• [About this exercise]: From the entries that follow, work out how many lines contain "table". Write the number only.

[Stored entries]
⟨

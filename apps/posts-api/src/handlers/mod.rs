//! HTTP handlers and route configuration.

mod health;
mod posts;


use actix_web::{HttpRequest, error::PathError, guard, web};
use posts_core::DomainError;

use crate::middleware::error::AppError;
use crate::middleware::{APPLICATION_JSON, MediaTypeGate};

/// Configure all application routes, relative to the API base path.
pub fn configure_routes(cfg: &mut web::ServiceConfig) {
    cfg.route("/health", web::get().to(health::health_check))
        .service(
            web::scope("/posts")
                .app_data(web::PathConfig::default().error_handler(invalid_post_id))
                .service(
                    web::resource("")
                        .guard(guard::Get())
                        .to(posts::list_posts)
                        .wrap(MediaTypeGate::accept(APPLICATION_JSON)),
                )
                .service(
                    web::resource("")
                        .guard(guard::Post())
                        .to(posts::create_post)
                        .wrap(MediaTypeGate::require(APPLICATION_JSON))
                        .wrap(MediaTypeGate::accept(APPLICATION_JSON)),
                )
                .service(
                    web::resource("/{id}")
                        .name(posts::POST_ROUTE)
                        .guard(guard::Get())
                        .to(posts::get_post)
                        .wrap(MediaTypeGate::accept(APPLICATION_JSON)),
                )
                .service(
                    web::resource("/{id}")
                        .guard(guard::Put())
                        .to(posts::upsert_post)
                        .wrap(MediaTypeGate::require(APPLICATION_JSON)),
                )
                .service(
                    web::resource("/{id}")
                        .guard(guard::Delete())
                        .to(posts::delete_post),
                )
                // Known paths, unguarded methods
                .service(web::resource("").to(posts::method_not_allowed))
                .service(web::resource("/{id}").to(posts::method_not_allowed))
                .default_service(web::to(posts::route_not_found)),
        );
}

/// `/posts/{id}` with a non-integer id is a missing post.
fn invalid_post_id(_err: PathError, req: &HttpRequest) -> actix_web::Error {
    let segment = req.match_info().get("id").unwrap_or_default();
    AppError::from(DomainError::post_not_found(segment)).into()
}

⟩
⟨

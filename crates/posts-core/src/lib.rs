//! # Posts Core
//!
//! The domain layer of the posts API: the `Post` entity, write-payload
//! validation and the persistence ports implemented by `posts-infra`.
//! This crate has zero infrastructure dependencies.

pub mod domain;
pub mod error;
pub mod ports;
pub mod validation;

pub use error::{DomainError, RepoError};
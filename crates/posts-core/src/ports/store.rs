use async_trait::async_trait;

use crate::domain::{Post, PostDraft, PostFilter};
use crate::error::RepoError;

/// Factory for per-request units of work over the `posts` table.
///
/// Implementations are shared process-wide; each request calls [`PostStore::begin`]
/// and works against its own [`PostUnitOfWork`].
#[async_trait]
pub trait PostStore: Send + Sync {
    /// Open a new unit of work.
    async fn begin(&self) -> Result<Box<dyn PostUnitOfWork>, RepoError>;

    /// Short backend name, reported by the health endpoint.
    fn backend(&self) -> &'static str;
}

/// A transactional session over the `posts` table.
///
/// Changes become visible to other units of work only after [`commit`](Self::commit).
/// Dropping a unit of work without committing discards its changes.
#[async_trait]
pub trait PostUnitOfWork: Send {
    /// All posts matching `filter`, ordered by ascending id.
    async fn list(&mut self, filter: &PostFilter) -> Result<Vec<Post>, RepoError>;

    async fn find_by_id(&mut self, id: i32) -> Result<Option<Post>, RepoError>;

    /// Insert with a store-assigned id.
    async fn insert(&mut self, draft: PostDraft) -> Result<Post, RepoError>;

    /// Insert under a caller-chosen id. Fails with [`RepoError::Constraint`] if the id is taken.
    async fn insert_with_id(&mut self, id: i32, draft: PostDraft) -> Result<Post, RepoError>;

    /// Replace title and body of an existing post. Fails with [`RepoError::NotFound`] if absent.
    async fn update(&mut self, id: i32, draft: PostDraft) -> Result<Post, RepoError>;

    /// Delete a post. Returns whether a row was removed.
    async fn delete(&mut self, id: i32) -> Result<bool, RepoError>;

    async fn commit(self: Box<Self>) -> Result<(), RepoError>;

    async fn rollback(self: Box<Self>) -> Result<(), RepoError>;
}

⟩
⟨

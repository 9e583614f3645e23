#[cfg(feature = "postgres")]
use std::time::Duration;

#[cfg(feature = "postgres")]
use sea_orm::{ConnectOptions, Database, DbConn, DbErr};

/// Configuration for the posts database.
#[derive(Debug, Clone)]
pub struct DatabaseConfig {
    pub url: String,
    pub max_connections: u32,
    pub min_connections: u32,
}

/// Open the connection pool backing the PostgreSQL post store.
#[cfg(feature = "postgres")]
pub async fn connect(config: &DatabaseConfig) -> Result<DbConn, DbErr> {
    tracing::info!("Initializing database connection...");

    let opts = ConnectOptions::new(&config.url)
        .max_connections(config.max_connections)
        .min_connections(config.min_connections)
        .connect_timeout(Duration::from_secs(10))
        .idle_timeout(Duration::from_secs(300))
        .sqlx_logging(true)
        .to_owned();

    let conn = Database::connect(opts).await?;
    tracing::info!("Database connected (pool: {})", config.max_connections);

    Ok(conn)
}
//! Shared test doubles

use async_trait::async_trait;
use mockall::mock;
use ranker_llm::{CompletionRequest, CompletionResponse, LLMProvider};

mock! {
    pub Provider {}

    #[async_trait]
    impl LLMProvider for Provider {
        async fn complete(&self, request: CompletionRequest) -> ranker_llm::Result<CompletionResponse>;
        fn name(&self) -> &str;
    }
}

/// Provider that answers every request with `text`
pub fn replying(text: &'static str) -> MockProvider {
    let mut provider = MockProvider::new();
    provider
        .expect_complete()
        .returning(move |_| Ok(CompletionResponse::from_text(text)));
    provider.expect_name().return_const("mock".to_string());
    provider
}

⟩

• [Task result]: 2